(Goal of the exercise): Where "from" appears in a line of the entries below, that line should be copied.

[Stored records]
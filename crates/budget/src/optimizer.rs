//! Prompt/context optimization — ordered, cumulative reduction strategies.
//!
//! When prompt + context exceed the target, strategies are applied in a
//! fixed order until the deficit is covered or strategies exhaust:
//!
//! 1. Truncate the context from its start (the tail is the most recent and
//!    most relevant portion), proportional to the tokens still owed
//! 2. Strip comment-like lines
//! 3. Collapse blank-line runs and repeated horizontal whitespace
//! 4. Strip import-style declaration lines
//!
//! The prompt itself is never touched — only the context is reduced. Each
//! applied strategy records a human-readable description of what was
//! removed.

use tracing::debug;

use crate::TokenBudget;
use crate::token::estimate_tokens;

/// The outcome of one `optimize_prompt` call. Produced fresh per call.
#[derive(Debug, Clone)]
pub struct OptimizationResult {
    /// The prompt, unchanged (prompts are never truncated)
    pub optimized_prompt: String,
    /// The context after reduction
    pub optimized_context: String,
    /// Human-readable descriptions of what each applied strategy removed
    pub removed_content: Vec<String>,
    /// Estimated tokens saved across all strategies
    pub tokens_saved: usize,
}

/// Trims prompt, context, and history to fit a token budget.
/// Stateless apart from the read-only budget — create one and reuse it.
pub struct TokenBudgetOptimizer {
    budget: TokenBudget,
}

impl TokenBudgetOptimizer {
    /// Create a new optimizer with the given budget.
    pub fn new(budget: TokenBudget) -> Self {
        Self { budget }
    }

    /// Create an optimizer with the default budget.
    pub fn with_default_budget() -> Self {
        Self::new(TokenBudget::default())
    }

    /// The configured budget.
    pub fn budget(&self) -> TokenBudget {
        self.budget
    }

    /// Default optimization target: the window minus the completion budget,
    /// so the response always has room.
    fn default_target(&self) -> usize {
        self.budget
            .context_window
            .saturating_sub(self.budget.max_tokens)
    }

    /// Reduce `context` until `prompt + context` fit within the target.
    ///
    /// A no-op (zero savings, empty removal log) when the input is already
    /// within budget.
    pub fn optimize_prompt(
        &self,
        prompt: &str,
        context: &str,
        target_tokens: Option<usize>,
    ) -> OptimizationResult {
        let target = target_tokens.unwrap_or_else(|| self.default_target());
        let prompt_tokens = estimate_tokens(prompt);
        let initial_total = prompt_tokens + estimate_tokens(context);

        if initial_total <= target {
            return OptimizationResult {
                optimized_prompt: prompt.to_string(),
                optimized_context: context.to_string(),
                removed_content: Vec::new(),
                tokens_saved: 0,
            };
        }

        let mut ctx = context.to_string();
        let mut removed = Vec::new();

        let over = |ctx: &str| prompt_tokens + estimate_tokens(ctx) > target;

        // Strategy 1: cut the start of the context, keeping the tail,
        // proportional to the tokens still owed.
        if over(&ctx) {
            let owed = prompt_tokens + estimate_tokens(&ctx) - target;
            let (trimmed, description) = truncate_context_start(&ctx, owed);
            if let Some(d) = description {
                removed.push(d);
            }
            ctx = trimmed;
        }

        // Strategy 2: comment-like lines carry little prompt value.
        if over(&ctx) {
            let (stripped, description) = strip_comment_lines(&ctx);
            if let Some(d) = description {
                removed.push(d);
            }
            ctx = stripped;
        }

        // Strategy 3: collapse redundant whitespace.
        if over(&ctx) {
            let before = estimate_tokens(&ctx);
            let collapsed = collapse_whitespace(&ctx);
            let saved = before.saturating_sub(estimate_tokens(&collapsed));
            if saved > 0 {
                removed.push(format!(
                    "Collapsed blank lines and repeated whitespace ({saved} tokens)"
                ));
            }
            ctx = collapsed;
        }

        // Strategy 4: import-style declarations.
        if over(&ctx) {
            let (stripped, description) = strip_import_lines(&ctx);
            if let Some(d) = description {
                removed.push(d);
            }
            ctx = stripped;
        }

        let final_total = prompt_tokens + estimate_tokens(&ctx);
        let tokens_saved = initial_total.saturating_sub(final_total);

        debug!(
            target,
            initial_total,
            final_total,
            strategies_applied = removed.len(),
            "Optimized prompt context"
        );

        OptimizationResult {
            optimized_prompt: prompt.to_string(),
            optimized_context: ctx,
            removed_content: removed,
            tokens_saved,
        }
    }
}

/// Cut roughly `owed` tokens' worth of characters from the start of the
/// context, keeping the tail.
fn truncate_context_start(context: &str, owed: usize) -> (String, Option<String>) {
    let chars_to_cut = (owed * 4).min(context.len());
    if chars_to_cut == 0 {
        return (context.to_string(), None);
    }

    let mut cut = chars_to_cut;
    while cut < context.len() && !context.is_char_boundary(cut) {
        cut += 1;
    }

    let removed_tokens = estimate_tokens(&context[..cut]);
    let kept = context[cut..].to_string();
    (
        kept,
        Some(format!(
            "Truncated {removed_tokens} tokens from the start of the context"
        )),
    )
}

fn is_comment_line(line: &str) -> bool {
    let trimmed = line.trim_start();
    trimmed.starts_with("//")
        || trimmed.starts_with('#')
        || trimmed.starts_with("/*")
        || trimmed.starts_with("* ")
        || trimmed.starts_with("<!--")
}

fn strip_comment_lines(context: &str) -> (String, Option<String>) {
    let mut kept = Vec::new();
    let mut removed = 0usize;
    for line in context.lines() {
        if is_comment_line(line) {
            removed += 1;
        } else {
            kept.push(line);
        }
    }
    if removed == 0 {
        return (context.to_string(), None);
    }
    (
        kept.join("\n"),
        Some(format!("Stripped {removed} comment lines from the context")),
    )
}

/// Collapse runs of blank lines to a single blank line and runs of spaces
/// or tabs within a line to a single space.
fn collapse_whitespace(context: &str) -> String {
    let mut out = Vec::new();
    let mut previous_blank = false;
    for line in context.lines() {
        let blank = line.trim().is_empty();
        if blank && previous_blank {
            continue;
        }
        previous_blank = blank;

        let mut collapsed = String::with_capacity(line.len());
        let mut in_run = false;
        for c in line.chars() {
            if c == ' ' || c == '\t' {
                if !in_run {
                    collapsed.push(' ');
                    in_run = true;
                }
            } else {
                collapsed.push(c);
                in_run = false;
            }
        }
        out.push(collapsed);
    }
    out.join("\n")
}

fn is_import_line(line: &str) -> bool {
    let trimmed = line.trim_start();
    trimmed.starts_with("import ")
        || trimmed.starts_with("use ")
        || trimmed.starts_with("from ")
        || trimmed.starts_with("#include")
        || trimmed.starts_with("extern crate ")
        || trimmed.starts_with("require(")
}

fn strip_import_lines(context: &str) -> (String, Option<String>) {
    let mut kept = Vec::new();
    let mut removed = 0usize;
    for line in context.lines() {
        if is_import_line(line) {
            removed += 1;
        } else {
            kept.push(line);
        }
    }
    if removed == 0 {
        return (context.to_string(), None);
    }
    (
        kept.join("\n"),
        Some(format!("Stripped {removed} import lines from the context")),
    )
}
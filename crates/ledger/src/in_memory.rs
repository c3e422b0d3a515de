//! In-memory ledger — useful for testing and ephemeral sessions.

use async_trait::async_trait;
use std::sync::Arc;
use tokio::sync::RwLock;

use scribeflow_core::error::LedgerError;
use scribeflow_core::ledger::ConversationLedger;
use scribeflow_core::message::{ChatMessage, MessageMetadata};

/// An in-memory ledger that stores messages in a Vec, in append order.
pub struct InMemoryLedger {
    messages: Arc<RwLock<Vec<ChatMessage>>>,
}

impl InMemoryLedger {
    pub fn new() -> Self {
        Self {
            messages: Arc::new(RwLock::new(Vec::new())),
        }
    }
}

impl Default for InMemoryLedger {
    fn default() -> Self {
        Self::new()
    }
}

#[async_trait]
impl ConversationLedger for InMemoryLedger {
    fn name(&self) -> &str {
        "in_memory"
    }

    async fn append(&self, message: ChatMessage) -> Result<(), LedgerError> {
        self.messages.write().await.push(message);
        Ok(())
    }

    async fn list(&self) -> Result<Vec<ChatMessage>, LedgerError> {
        Ok(self.messages.read().await.clone())
    }

    async fn trim(&self, max_len: usize) -> Result<usize, LedgerError> {
        let mut messages = self.messages.write().await;
        let evicted = messages.len().saturating_sub(max_len);
        if evicted > 0 {
            messages.drain(..evicted);
        }
        Ok(evicted)
    }

    async fn persist(&self) -> Result<(), LedgerError> {
        Ok(())
    }

    async fn attach_metadata(
        &self,
        id: &str,
        metadata: MessageMetadata,
    ) -> Result<bool, LedgerError> {
        let mut messages = self.messages.write().await;
        match messages.iter_mut().find(|m| m.id == id) {
            Some(msg) => {
                msg.metadata = Some(metadata);
                Ok(true)
            }
            None => Ok(false),
        }
    }
}

#[cfg(test)]
mod tests {
    use super::*;

    #[tokio::test]
    async fn append_and_list_preserve_order() {
        let ledger = InMemoryLedger::new();
        ledger.append(ChatMessage::user("first")).await.unwrap();
        ledger.append(ChatMessage::assistant("second")).await.unwrap();

        let messages = ledger.list().await.unwrap();
        assert_eq!(messages.len(), 2);
        assert_eq!(messages[0].content, "first");
        assert_eq!(messages[1].content, "second");
    }

    #[tokio::test]
    async fn trim_evicts_oldest_first() {
        let ledger = InMemoryLedger::new();
        for i in 0..5 {
            ledger.append(ChatMessage::user(format!("msg {i}"))).await.unwrap();
        }

        let evicted = ledger.trim(3).await.unwrap();
        assert_eq!(evicted, 2);

        let messages = ledger.list().await.unwrap();
        assert_eq!(messages.len(), 3);
        assert_eq!(messages[0].content, "msg 2");
        assert_eq!(messages[2].content, "msg 4");
    }

    #[tokio::test]
    async fn trim_below_length_is_a_noop() {
        let ledger = InMemoryLedger::new();
        ledger.append(ChatMessage::user("only")).await.unwrap();
        assert_eq!(ledger.trim(10).await.unwrap(), 0);
        assert_eq!(ledger.list().await.unwrap().len(), 1);
    }

    #[tokio::test]
    async fn attach_metadata_post_hoc() {
        let ledger = InMemoryLedger::new();
        let msg = ChatMessage::assistant("reply");
        let id = msg.id.clone();
        ledger.append(msg).await.unwrap();

        let metadata = MessageMetadata {
            token_count: Some(12),
            model: Some("gpt-4o-mini".into()),
            ..Default::default()
        };
        assert!(ledger.attach_metadata(&id, metadata).await.unwrap());

        let messages = ledger.list().await.unwrap();
        let attached = messages[0].metadata.as_ref().unwrap();
        assert_eq!(attached.token_count, Some(12));
    }

    #[tokio::test]
    async fn attach_metadata_unknown_id() {
        let ledger = InMemoryLedger::new();
        let attached = ledger
            .attach_metadata("no-such-id", MessageMetadata::default())
            .await
            .unwrap();
        assert!(!attached);
    }
}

(Solved problem):
//! 1. Truncate the context from its start (the tail is the most recent and
/// Stateless apart from the read-only budget — create one and reuse it.
/// Cut roughly `owed` tokens' worth of characters from the start of the
            "Truncated {removed_tokens} tokens from the start of the context"
        Some(format!("Stripped {removed} comment lines from the context")),
        || trimmed.starts_with("from ")
        Some(format!("Stripped {removed} import lines from the context")),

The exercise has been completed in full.